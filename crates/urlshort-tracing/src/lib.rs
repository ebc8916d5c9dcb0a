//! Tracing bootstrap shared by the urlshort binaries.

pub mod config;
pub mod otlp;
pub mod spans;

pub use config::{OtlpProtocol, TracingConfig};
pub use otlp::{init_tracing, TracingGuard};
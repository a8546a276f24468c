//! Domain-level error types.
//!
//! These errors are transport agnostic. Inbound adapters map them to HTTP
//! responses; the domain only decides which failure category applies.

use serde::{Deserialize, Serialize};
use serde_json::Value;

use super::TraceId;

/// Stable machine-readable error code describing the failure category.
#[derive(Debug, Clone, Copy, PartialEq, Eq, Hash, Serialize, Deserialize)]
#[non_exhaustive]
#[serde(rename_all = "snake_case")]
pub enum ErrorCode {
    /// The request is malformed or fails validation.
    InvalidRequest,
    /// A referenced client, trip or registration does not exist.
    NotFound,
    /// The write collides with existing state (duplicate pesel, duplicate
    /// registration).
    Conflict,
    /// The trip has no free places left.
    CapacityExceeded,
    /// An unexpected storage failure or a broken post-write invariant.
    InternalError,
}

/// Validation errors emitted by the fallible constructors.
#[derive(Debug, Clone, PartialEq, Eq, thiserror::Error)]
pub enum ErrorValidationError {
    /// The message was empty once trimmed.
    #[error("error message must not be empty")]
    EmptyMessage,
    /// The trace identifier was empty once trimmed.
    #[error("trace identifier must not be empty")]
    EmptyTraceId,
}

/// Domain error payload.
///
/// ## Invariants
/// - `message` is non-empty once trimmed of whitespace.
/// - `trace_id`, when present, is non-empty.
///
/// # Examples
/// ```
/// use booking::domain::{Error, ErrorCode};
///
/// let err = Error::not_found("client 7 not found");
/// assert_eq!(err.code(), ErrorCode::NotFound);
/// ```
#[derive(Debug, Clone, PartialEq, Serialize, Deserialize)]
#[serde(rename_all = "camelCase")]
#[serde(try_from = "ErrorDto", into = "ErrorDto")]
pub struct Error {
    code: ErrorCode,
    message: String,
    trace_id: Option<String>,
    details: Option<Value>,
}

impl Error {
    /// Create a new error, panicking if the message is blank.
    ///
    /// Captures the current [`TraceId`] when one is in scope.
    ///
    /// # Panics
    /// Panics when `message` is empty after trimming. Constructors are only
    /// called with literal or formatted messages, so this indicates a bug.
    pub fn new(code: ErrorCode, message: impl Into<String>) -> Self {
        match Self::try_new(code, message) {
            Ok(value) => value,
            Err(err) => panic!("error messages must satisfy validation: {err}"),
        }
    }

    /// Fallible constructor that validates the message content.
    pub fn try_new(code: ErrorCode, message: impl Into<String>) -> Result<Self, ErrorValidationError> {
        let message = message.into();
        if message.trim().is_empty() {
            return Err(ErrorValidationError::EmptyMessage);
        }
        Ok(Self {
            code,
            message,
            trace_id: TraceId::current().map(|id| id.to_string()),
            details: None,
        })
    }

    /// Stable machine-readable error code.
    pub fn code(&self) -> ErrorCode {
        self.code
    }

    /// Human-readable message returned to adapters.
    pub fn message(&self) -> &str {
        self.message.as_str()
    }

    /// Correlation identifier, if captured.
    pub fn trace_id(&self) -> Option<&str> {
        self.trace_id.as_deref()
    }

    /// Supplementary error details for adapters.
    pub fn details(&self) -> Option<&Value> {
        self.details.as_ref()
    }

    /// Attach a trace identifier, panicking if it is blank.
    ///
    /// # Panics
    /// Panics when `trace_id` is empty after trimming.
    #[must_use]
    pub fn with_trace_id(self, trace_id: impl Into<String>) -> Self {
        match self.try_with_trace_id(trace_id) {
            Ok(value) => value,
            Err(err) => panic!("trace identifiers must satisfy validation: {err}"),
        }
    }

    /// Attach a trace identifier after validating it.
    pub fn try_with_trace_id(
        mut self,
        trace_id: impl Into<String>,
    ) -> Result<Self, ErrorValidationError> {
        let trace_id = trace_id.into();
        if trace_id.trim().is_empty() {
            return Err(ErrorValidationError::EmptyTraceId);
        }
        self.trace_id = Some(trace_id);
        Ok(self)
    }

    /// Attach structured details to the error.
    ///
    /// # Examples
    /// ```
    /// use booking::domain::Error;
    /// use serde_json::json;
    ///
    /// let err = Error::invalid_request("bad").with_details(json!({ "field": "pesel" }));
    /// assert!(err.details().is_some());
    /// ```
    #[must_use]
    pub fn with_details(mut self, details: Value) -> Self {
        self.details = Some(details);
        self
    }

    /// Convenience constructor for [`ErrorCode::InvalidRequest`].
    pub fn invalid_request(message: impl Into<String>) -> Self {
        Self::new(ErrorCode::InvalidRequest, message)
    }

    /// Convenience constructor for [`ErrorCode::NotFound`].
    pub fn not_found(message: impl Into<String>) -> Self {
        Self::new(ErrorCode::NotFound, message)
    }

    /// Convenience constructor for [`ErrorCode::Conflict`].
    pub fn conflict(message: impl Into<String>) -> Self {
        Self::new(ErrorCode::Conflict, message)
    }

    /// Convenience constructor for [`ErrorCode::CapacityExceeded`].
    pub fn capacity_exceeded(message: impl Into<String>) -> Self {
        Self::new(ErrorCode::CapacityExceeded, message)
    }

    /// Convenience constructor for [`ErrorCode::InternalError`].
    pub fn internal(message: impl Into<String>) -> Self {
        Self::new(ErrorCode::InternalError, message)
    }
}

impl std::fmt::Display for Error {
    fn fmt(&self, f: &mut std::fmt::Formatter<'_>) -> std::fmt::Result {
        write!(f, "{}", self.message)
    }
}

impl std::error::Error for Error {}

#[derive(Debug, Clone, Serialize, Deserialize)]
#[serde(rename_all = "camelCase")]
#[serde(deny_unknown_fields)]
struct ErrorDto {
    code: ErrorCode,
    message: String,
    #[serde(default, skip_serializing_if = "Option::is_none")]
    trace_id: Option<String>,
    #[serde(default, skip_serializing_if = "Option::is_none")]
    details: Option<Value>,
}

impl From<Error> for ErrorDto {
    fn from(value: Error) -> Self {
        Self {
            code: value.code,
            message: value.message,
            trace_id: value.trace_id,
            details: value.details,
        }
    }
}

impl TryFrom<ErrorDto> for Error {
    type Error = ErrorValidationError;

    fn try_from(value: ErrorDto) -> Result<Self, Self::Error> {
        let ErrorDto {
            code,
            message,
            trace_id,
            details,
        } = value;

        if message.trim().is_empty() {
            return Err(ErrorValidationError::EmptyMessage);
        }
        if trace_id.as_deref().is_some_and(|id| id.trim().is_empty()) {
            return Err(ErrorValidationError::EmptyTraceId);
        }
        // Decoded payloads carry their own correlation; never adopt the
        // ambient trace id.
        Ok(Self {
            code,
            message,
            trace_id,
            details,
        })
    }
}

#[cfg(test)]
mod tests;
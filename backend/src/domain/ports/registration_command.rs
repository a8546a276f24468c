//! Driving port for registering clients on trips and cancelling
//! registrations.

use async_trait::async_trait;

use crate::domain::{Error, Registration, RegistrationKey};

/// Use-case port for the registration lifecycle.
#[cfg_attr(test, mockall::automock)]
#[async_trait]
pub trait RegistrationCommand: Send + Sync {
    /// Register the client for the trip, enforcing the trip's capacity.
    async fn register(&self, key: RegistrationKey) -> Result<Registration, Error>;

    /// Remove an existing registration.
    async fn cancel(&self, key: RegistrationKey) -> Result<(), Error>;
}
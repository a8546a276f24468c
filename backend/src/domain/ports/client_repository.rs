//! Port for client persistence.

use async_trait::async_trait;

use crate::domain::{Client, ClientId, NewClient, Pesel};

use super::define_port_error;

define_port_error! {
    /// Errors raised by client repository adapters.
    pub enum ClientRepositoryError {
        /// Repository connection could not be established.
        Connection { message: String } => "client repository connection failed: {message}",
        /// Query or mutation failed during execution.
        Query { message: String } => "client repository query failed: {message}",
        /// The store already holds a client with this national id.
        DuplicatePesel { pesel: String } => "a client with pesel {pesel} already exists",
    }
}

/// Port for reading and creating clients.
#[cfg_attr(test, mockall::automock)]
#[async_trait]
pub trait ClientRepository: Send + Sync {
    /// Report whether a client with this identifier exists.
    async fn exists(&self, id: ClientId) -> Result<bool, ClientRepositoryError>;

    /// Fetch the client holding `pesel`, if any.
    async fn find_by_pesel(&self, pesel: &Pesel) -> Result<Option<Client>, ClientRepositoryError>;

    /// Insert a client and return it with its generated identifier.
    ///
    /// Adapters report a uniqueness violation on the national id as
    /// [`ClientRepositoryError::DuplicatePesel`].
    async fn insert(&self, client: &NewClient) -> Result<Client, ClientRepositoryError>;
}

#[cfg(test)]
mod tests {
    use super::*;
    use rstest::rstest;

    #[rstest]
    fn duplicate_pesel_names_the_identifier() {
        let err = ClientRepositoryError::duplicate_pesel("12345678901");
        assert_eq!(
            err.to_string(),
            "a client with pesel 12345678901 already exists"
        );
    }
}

_WORK INSTRUCTIONS_
Give again, word for word, every line of the listing above from the one with "#[derive(Debug, Clone, Serialize, Deserialize)]" to the one with "the registration lifecycle.", both inclusive, and nothing beyond them.

_WRITTEN RESPONSE_
#[derive(Debug, Clone, Serialize, Deserialize)]
#[serde(rename_all = "camelCase")]
#[serde(deny_unknown_fields)]
struct ErrorDto {
    code: ErrorCode,
    message: String,
    #[serde(default, skip_serializing_if = "Option::is_none")]
    trace_id: Option<String>,
    #[serde(default, skip_serializing_if = "Option::is_none")]
    details: Option<Value>,
}

impl From<Error> for ErrorDto {
    fn from(value: Error) -> Self {
        Self {
            code: value.code,
            message: value.message,
            trace_id: value.trace_id,
            details: value.details,
        }
    }
}

impl TryFrom<ErrorDto> for Error {
    type Error = ErrorValidationError;

    fn try_from(value: ErrorDto) -> Result<Self, Self::Error> {
        let ErrorDto {
            code,
            message,
            trace_id,
            details,
        } = value;

        if message.trim().is_empty() {
            return Err(ErrorValidationError::EmptyMessage);
        }
        if trace_id.as_deref().is_some_and(|id| id.trim().is_empty()) {
            return Err(ErrorValidationError::EmptyTraceId);
        }
        // Decoded payloads carry their own correlation; never adopt the
        // ambient trace id.
        Ok(Self {
            code,
            message,
            trace_id,
            details,
        })
    }
}

#[cfg(test)]
mod tests;
filename backend/src/domain/ports/registration_command.rs
repository a8546a276f24468c
//! Driving port for registering clients on trips and cancelling
//! registrations.

use async_trait::async_trait;

use crate::domain::{Error, Registration, RegistrationKey};

/// Use-case port for the registration lifecycle.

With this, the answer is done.